[Information provided — start]

//! Resource session cookies
//!
//! Cookie names embed their creation time: `<name>.<millis>` over plain HTTP
//! and `<name>_s.<millis>` over HTTPS. A browser can therefore hold several
//! resource sessions for the same resource at once, and the verifier checks
//! each of them. Two cookies serialized for the same resource in the same
//! millisecond get the same name, and the browser keeps the later one.

use chrono::{TimeZone, Utc};

use crate::time::current_time_millis;

/// Suffix appended to the cookie name when the cookie is `Secure`
pub const SECURE_SUFFIX: &str = "_s";

/// Serialize a resource session cookie stamped with the current time.
///
/// `expires_at` is epoch milliseconds; without it the cookie lives for the
/// browser session.
pub fn serialize_resource_session_cookie(
    cookie_name: &str,
    domain: &str,
    token: &str,
    is_http: bool,
    expires_at: Option<i64>,
) -> String {
    serialize_resource_session_cookie_at(
        cookie_name,
        domain,
        token,
        is_http,
        expires_at,
        current_time_millis(),
    )
}

/// Same as [`serialize_resource_session_cookie`] with an explicit creation time.
pub fn serialize_resource_session_cookie_at(
    cookie_name: &str,
    domain: &str,
    token: &str,
    is_http: bool,
    expires_at: Option<i64>,
    now_millis: i64,
) -> String {
    let mut attributes = vec![
        format!("{}={}", stamped_name(cookie_name, is_http, now_millis), token),
        "HttpOnly".to_string(),
        "SameSite=Lax".to_string(),
    ];
    if let Some(expires) = expires_at.and_then(http_date) {
        attributes.push(format!("Expires={}", expires));
    }
    push_scope(&mut attributes, domain, is_http);
    attributes.join("; ")
}

/// Serialize an empty cookie that tells the browser to drop a session cookie.
pub fn create_blank_resource_session_token_cookie(
    cookie_name: &str,
    domain: &str,
    is_http: bool,
) -> String {
    create_blank_resource_session_token_cookie_at(cookie_name, domain, is_http, current_time_millis())
}

/// Same as [`create_blank_resource_session_token_cookie`] with an explicit time.
pub fn create_blank_resource_session_token_cookie_at(
    cookie_name: &str,
    domain: &str,
    is_http: bool,
    now_millis: i64,
) -> String {
    let mut attributes = vec![
        format!("{}=", stamped_name(cookie_name, is_http, now_millis)),
        "HttpOnly".to_string(),
        "SameSite=Lax".to_string(),
        "Max-Age=0".to_string(),
    ];
    push_scope(&mut attributes, domain, is_http);
    attributes.join("; ")
}

/// Serialize a deletion for one exact cookie name, e.g. a stamped session
/// cookie the browser sent that is no longer acceptable.
pub fn clear_session_cookie(full_name: &str, domain: &str, is_http: bool) -> String {
    let mut attributes = vec![
        format!("{}=", full_name),
        "HttpOnly".to_string(),
        "SameSite=Lax".to_string(),
        "Max-Age=0".to_string(),
    ];
    push_scope(&mut attributes, domain, is_http);
    attributes.join("; ")
}

/// A cookie name recognised as a resource session cookie
#[derive(Debug, Clone, Copy, PartialEq, Eq)]
pub struct SessionCookieName {
    /// Carries the `_s` suffix
    pub secure: bool,
    /// Creation time embedded in the name, if any
    pub created_at: Option<i64>,
}

/// Recognise `<name>`, `<name>_s`, `<name>.<millis>` and `<name>_s.<millis>`.
pub fn parse_session_cookie_name(candidate: &str, cookie_name: &str) -> Option<SessionCookieName> {
    let rest = candidate.strip_prefix(cookie_name)?;
    let (secure, rest) = match rest.strip_prefix(SECURE_SUFFIX) {
        Some(after) => (true, after),
        None => (false, rest),
    };

    if rest.is_empty() {
        return Some(SessionCookieName {
            secure,
            created_at: None,
        });
    }

    let millis = rest.strip_prefix('.')?;
    if millis.is_empty() || !millis.bytes().all(|b| b.is_ascii_digit()) {
        return None;
    }
    Some(SessionCookieName {
        secure,
        created_at: millis.parse().ok(),
    })
}

fn stamped_name(cookie_name: &str, is_http: bool, now_millis: i64) -> String {
    if is_http {
        format!("{}.{}", cookie_name, now_millis)
    } else {
        format!("{}{}.{}", cookie_name, SECURE_SUFFIX, now_millis)
    }
}

fn push_scope(attributes: &mut Vec<String>, domain: &str, is_http: bool) {
    attributes.push("Path=/".to_string());
    if !is_http {
        attributes.push("Secure".to_string());
    }
    attributes.push(format!("Domain={}", domain));
}

fn http_date(millis: i64) -> Option<String> {
    Utc.timestamp_millis_opt(millis)
        .single()
        .map(|t| t.format("%a, %d %b %Y %H:%M:%S GMT").to_string())
}

#[cfg(test)]
mod tests {
    use super::*;

    const NOW: i64 = 1_700_000_000_123;

    #[test]
    fn test_secure_cookie() {
        let cookie = serialize_resource_session_cookie_at("p_session", ".example.com", "tok", false, None, NOW);
        assert_eq!(
            cookie,
            "p_session_s.1700000000123=tok; HttpOnly; SameSite=Lax; Path=/; Secure; Domain=.example.com"
        );
    }

    #[test]
    fn test_http_cookie_has_no_secure_marker() {
        let cookie = serialize_resource_session_cookie("p_session", "example.com", "tok", true, None);
        assert!(!cookie.contains("p_session_s."));
        assert!(!cookie.contains("Secure"));
        assert!(cookie.starts_with("p_session."));
        assert!(cookie.contains("HttpOnly"));
        assert!(cookie.contains("Domain=example.com"));
    }

    #[test]
    fn test_secure_cookie_with_current_time() {
        let cookie = serialize_resource_session_cookie("p_session", "example.com", "tok", false, None);
        assert!(cookie.contains("p_session_s."));
        assert!(cookie.contains("Secure"));
    }

    #[test]
    fn test_expires_is_utc_string() {
        // 2023-11-14T22:13:20Z
        let cookie = serialize_resource_session_cookie_at(
            "p_session",
            "example.com",
            "tok",
            true,
            Some(1_700_000_000_000),
            NOW,
        );
        assert!(cookie.contains("Expires=Tue, 14 Nov 2023 22:13:20 GMT"));
        assert!(!cookie.contains("Max-Age"));
    }

    #[test]
    fn test_session_cookie_has_no_expiry() {
        let cookie = serialize_resource_session_cookie_at("n", "d", "t", true, None, NOW);
        assert!(!cookie.contains("Expires="));
    }

    #[test]
    fn test_blank_cookie() {
        let secure = create_blank_resource_session_token_cookie_at("p_session", "example.com", false, NOW);
        assert_eq!(
            secure,
            "p_session_s.1700000000123=; HttpOnly; SameSite=Lax; Max-Age=0; Path=/; Secure; Domain=example.com"
        );

        let plain = create_blank_resource_session_token_cookie_at("p_session", "example.com", true, NOW);
        assert!(plain.starts_with("p_session.1700000000123=;"));
        assert!(!plain.contains("Secure"));
    }

    #[test]
    fn test_clear_exact_cookie() {
        assert_eq!(
            clear_session_cookie("p_session_s.1699999999000", "example.com", false),
            "p_session_s.1699999999000=; HttpOnly; SameSite=Lax; Max-Age=0; Path=/; Secure; Domain=example.com"
        );
    }

    #[test]
    fn test_parse_session_cookie_names() {
        assert_eq!(
            parse_session_cookie_name("p_session_s.1700000000123", "p_session"),
            Some(SessionCookieName {
                secure: true,
                created_at: Some(NOW),
            })
        );
        assert_eq!(
            parse_session_cookie_name("p_session", "p_session"),
            Some(SessionCookieName {
                secure: false,
                created_at: None,
            })
        );
        assert_eq!(parse_session_cookie_name("p_session.abc", "p_session"), None);
        assert_eq!(parse_session_cookie_name("p_sessionx", "p_session"), None);
        assert_eq!(parse_session_cookie_name("other", "p_session"), None);
    }

    #[test]
    fn test_serialized_name_parses_back() {
        let cookie = serialize_resource_session_cookie_at("p_session", "d", "t", false, None, NOW);
        let name = cookie.split('=').next().unwrap();
        let parsed = parse_session_cookie_name(name, "p_session").unwrap();
        assert!(parsed.secure);
        assert_eq!(parsed.created_at, Some(NOW));
    }
}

[Information provided — finish]

• _Problem details_
Read through the records above and copy the lines that contain "SessionCookieName".

• _Answer area_
pub struct SessionCookieName {
pub fn parse_session_cookie_name(candidate: &str, cookie_name: &str) -> Option<SessionCookieName> {
        return Some(SessionCookieName {
    Some(SessionCookieName {
            Some(SessionCookieName {
            Some(SessionCookieName {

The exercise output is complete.